Type out every line of the data again, exactly.

[Collected data entries]
◇ ◇ ◇
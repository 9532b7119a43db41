//! Frame-driven animation loop
//!
//! [`AnimationLoop`] owns an explicit handle to the mesh it animates and a
//! small state machine controlling whether frames advance. The application
//! asks [`AnimationLoop::schedules_next_frame`] after every frame to decide
//! whether to request another redraw, so pausing or stopping the loop stops
//! the redraw chain as well.

use std::time::Duration;

use cgmath::Rad;

use crate::gfx::scene::{MeshId, Scene};

/// How far the animated mesh turns on each axis per iteration
#[derive(Debug, Clone, Copy, PartialEq)]
pub enum RotationStep {
    /// Fixed radians every frame, independent of elapsed time
    PerFrame(f32),
    /// Radians per second of wall-clock time
    PerSecond(f32),
}

impl RotationStep {
    /// Angle increment for a frame that took `elapsed`
    pub fn delta(&self, elapsed: Duration) -> Rad<f32> {
        match *self {
            RotationStep::PerFrame(radians) => Rad(radians),
            RotationStep::PerSecond(radians) => Rad(radians * elapsed.as_secs_f32()),
        }
    }
}

impl Default for RotationStep {
    fn default() -> Self {
        RotationStep::PerFrame(0.01)
    }
}

#[derive(Debug, Clone, Copy, PartialEq, Eq)]
pub enum LoopState {
    /// Created, never started
    Idle,
    Running,
    Paused,
    /// Torn down; cannot be restarted
    Stopped,
}

/// Result of a single [`AnimationLoop::tick`]
#[derive(Debug, Clone, Copy, PartialEq, Eq)]
pub enum FrameOutcome {
    /// The bound mesh was rotated
    Advanced,
    /// Running, but there is no mesh to animate yet
    Skipped,
    /// The loop is not running
    Halted,
}

#[derive(Debug)]
pub struct AnimationLoop {
    state: LoopState,
    target: Option<MeshId>,
    step: RotationStep,
    frames: u64,
    /// Set once a missing target has been reported
    target_missing: bool,
}

impl AnimationLoop {
    pub fn new(step: RotationStep) -> Self {
        Self {
            state: LoopState::Idle,
            target: None,
            step,
            frames: 0,
            target_missing: false,
        }
    }

    /// Sets the mesh the loop rotates
    pub fn bind(&mut self, mesh: MeshId) {
        self.target = Some(mesh);
        self.target_missing = false;
    }

    pub fn target(&self) -> Option<MeshId> {
        self.target
    }

    pub fn state(&self) -> LoopState {
        self.state
    }

    pub fn step(&self) -> RotationStep {
        self.step
    }

    /// Number of frames that actually rotated the mesh
    pub fn frames(&self) -> u64 {
        self.frames
    }

    pub fn is_running(&self) -> bool {
        self.state == LoopState::Running
    }

    /// Starts or resumes the loop. Returns false once the loop is stopped.
    pub fn start(&mut self) -> bool {
        match self.state {
            LoopState::Idle | LoopState::Paused => {
                self.state = LoopState::Running;
                true
            }
            LoopState::Running => true,
            LoopState::Stopped => {
                log::warn!("Ignoring start request on a stopped animation loop");
                false
            }
        }
    }

    pub fn resume(&mut self) -> bool {
        self.start()
    }

    pub fn pause(&mut self) {
        if self.state == LoopState::Running {
            self.state = LoopState::Paused;
        }
    }

    pub fn toggle_pause(&mut self) {
        match self.state {
            LoopState::Running => self.pause(),
            LoopState::Paused => {
                self.resume();
            }
            LoopState::Idle | LoopState::Stopped => {}
        }
    }

    /// Stops the loop for good
    pub fn stop(&mut self) {
        self.state = LoopState::Stopped;
    }

    /// Whether the caller should schedule another frame after this one
    pub fn schedules_next_frame(&self) -> bool {
        self.is_running()
    }

    /// Runs one iteration: rotates the bound mesh about X and Y
    pub fn tick(&mut self, scene: &mut Scene, elapsed: Duration) -> FrameOutcome {
        if !self.is_running() {
            return FrameOutcome::Halted;
        }

        let Some(id) = self.target else {
            return FrameOutcome::Skipped;
        };

        let Some(mesh) = scene.mesh_mut(id) else {
            if !self.target_missing {
                log::warn!("Animation target {id:?} is not in the scene; skipping frames");
                self.target_missing = true;
            }
            return FrameOutcome::Skipped;
        };
        self.target_missing = false;

        let delta = self.step.delta(elapsed);
        mesh.rotation.x += delta;
        mesh.rotation.y += delta;
        self.frames += 1;

        FrameOutcome::Advanced
    }
}

impl Default for AnimationLoop {
    fn default() -> Self {
        Self::new(RotationStep::default())
    }
}
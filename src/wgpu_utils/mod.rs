//! WGPU utility functions and helpers

pub mod uniform_buffer;

pub use uniform_buffer::UniformBuffer;

/// Device on wgpu's noop backend: no GPU work happens, but resource and
/// pipeline validation runs as on real hardware.
#[cfg(test)]
pub(crate) fn noop_device() -> (std::sync::Arc<wgpu::Device>, wgpu::Queue) {
    let instance = wgpu::Instance::new(&wgpu::InstanceDescriptor {
        backends: wgpu::Backends::NOOP,
        backend_options: wgpu::BackendOptions {
            noop: wgpu::NoopBackendOptions { enable: true },
            ..Default::default()
        },
        ..Default::default()
    });

    let adapter = pollster::block_on(instance.request_adapter(&wgpu::RequestAdapterOptions::default()))
        .expect("noop adapter");
    let (device, queue) = pollster::block_on(adapter.request_device(&wgpu::DeviceDescriptor {
        label: Some("Noop Device"),
        required_features: wgpu::Features::empty(),
        required_limits: wgpu::Limits::default(),
        memory_hints: wgpu::MemoryHints::default(),
        trace: wgpu::Trace::Off,
    }))
    .expect("noop device");

    (std::sync::Arc::new(device), queue)
}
◇ ◇ ◇
TASK RESPONSE –
repository 9532b7119a43db41
//! Frame-driven animation loop
//!
//! [`AnimationLoop`] owns an explicit handle to the mesh it animates and a
//! small state machine controlling whether frames advance. The application
//! asks [`AnimationLoop::schedules_next_frame`] after every frame to decide
//! whether to request another redraw, so pausing or stopping the loop stops
//! the redraw chain as well.

use std::time::Duration;

use cgmath::Rad;

use crate::gfx::scene::{MeshId, Scene};

/// How far the animated mesh turns on each axis per iteration
#[derive(Debug, Clone, Copy, PartialEq)]
pub enum RotationStep {
    /// Fixed radians every frame, independent of elapsed time
    PerFrame(f32),
    /// Radians per second of wall-clock time
    PerSecond(f32),
}

impl RotationStep {
    /// Angle increment for a frame that took `elapsed`
    pub fn delta(&self, elapsed: Duration) -> Rad<f32> {
        match *self {
            RotationStep::PerFrame(radians) => Rad(radians),
            RotationStep::PerSecond(radians) => Rad(radians * elapsed.as_secs_f32()),
        }
    }
}

impl Default for RotationStep {
    fn default() -> Self {
        RotationStep::PerFrame(0.01)
    }
}

#[derive(Debug, Clone, Copy, PartialEq, Eq)]
pub enum LoopState {
    /// Created, never started
    Idle,
    Running,
    Paused,
    /// Torn down; cannot be restarted
    Stopped,
}

/// Result of a single [`AnimationLoop::tick`]
#[derive(Debug, Clone, Copy, PartialEq, Eq)]
pub enum FrameOutcome {
    /// The bound mesh was rotated
    Advanced,
    /// Running, but there is no mesh to animate yet
    Skipped,
    /// The loop is not running
    Halted,
}

#[derive(Debug)]
pub struct AnimationLoop {
    state: LoopState,
    target: Option<MeshId>,
    step: RotationStep,
    frames: u64,
    /// Set once a missing target has been reported
    target_missing: bool,
}

impl AnimationLoop {
    pub fn new(step: RotationStep) -> Self {
        Self {
            state: LoopState::Idle,
            target: None,
            step,
            frames: 0,
            target_missing: false,
        }
    }

    /// Sets the mesh the loop rotates
    pub fn bind(&mut self, mesh: MeshId) {
        self.target = Some(mesh);
        self.target_missing = false;
    }

    pub fn target(&self) -> Option<MeshId> {
        self.target
    }

    pub fn state(&self) -> LoopState {
        self.state
    }

    pub fn step(&self) -> RotationStep {
        self.step
    }

    /// Number of frames that actually rotated the mesh
    pub fn frames(&self) -> u64 {
        self.frames
    }

    pub fn is_running(&self) -> bool {
        self.state == LoopState::Running
    }

    /// Starts or resumes the loop. Returns false once the loop is stopped.
    pub fn start(&mut self) -> bool {
        match self.state {
            LoopState::Idle | LoopState::Paused => {
                self.state = LoopState::Running;
                true
            }
            LoopState::Running => true,
            LoopState::Stopped => {
                log::warn!("Ignoring start request on a stopped animation loop");
                false
            }
        }
    }

    pub fn resume(&mut self) -> bool {
        self.start()
    }

    pub fn pause(&mut self) {
        if self.state == LoopState::Running {
            self.state = LoopState::Paused;
        }
    }

    pub fn toggle_pause(&mut self) {
        match self.state {
            LoopState::Running => self.pause(),
            LoopState::Paused => {
                self.resume();
            }
            LoopState::Idle | LoopState::Stopped => {}
        }
    }

    /// Stops the loop for good
    pub fn stop(&mut self) {
        self.state = LoopState::Stopped;
    }

    /// Whether the caller should schedule another frame after this one
    pub fn schedules_next_frame(&self) -> bool {
        self.is_running()
    }

    /// Runs one iteration: rotates the bound mesh about X and Y
    pub fn tick(&mut self, scene: &mut Scene, elapsed: Duration) -> FrameOutcome {
        if !self.is_running() {
            return FrameOutcome::Halted;
        }

        let Some(id) = self.target else {
            return FrameOutcome::Skipped;
        };

        let Some(mesh) = scene.mesh_mut(id) else {
            if !self.target_missing {
                log::warn!("Animation target {id:?} is not in the scene; skipping frames");
                self.target_missing = true;
            }
            return FrameOutcome::Skipped;
        };
        self.target_missing = false;

        let delta = self.step.delta(elapsed);
        mesh.rotation.x += delta;
        mesh.rotation.y += delta;
        self.frames += 1;

        FrameOutcome::Advanced
    }
}

impl Default for AnimationLoop {
    fn default() -> Self {
        Self::new(RotationStep::default())
    }
}
filename src/wgpu_utils/mod.rs
//! WGPU utility functions and helpers

pub mod uniform_buffer;

pub use uniform_buffer::UniformBuffer;

/// Device on wgpu's noop backend: no GPU work happens, but resource and
/// pipeline validation runs as on real hardware.
#[cfg(test)]
pub(crate) fn noop_device() -> (std::sync::Arc<wgpu::Device>, wgpu::Queue) {
    let instance = wgpu::Instance::new(&wgpu::InstanceDescriptor {
        backends: wgpu::Backends::NOOP,
        backend_options: wgpu::BackendOptions {
            noop: wgpu::NoopBackendOptions { enable: true },
            ..Default::default()
        },
        ..Default::default()
    });

    let adapter = pollster::block_on(instance.request_adapter(&wgpu::RequestAdapterOptions::default()))
        .expect("noop adapter");
    let (device, queue) = pollster::block_on(adapter.request_device(&wgpu::DeviceDescriptor {
        label: Some("Noop Device"),
        required_features: wgpu::Features::empty(),
        required_limits: wgpu::Limits::default(),
        memory_hints: wgpu::MemoryHints::default(),
        trace: wgpu::Trace::Off,
    }))
    .expect("noop device");

    (std::sync::Arc::new(device), queue)
}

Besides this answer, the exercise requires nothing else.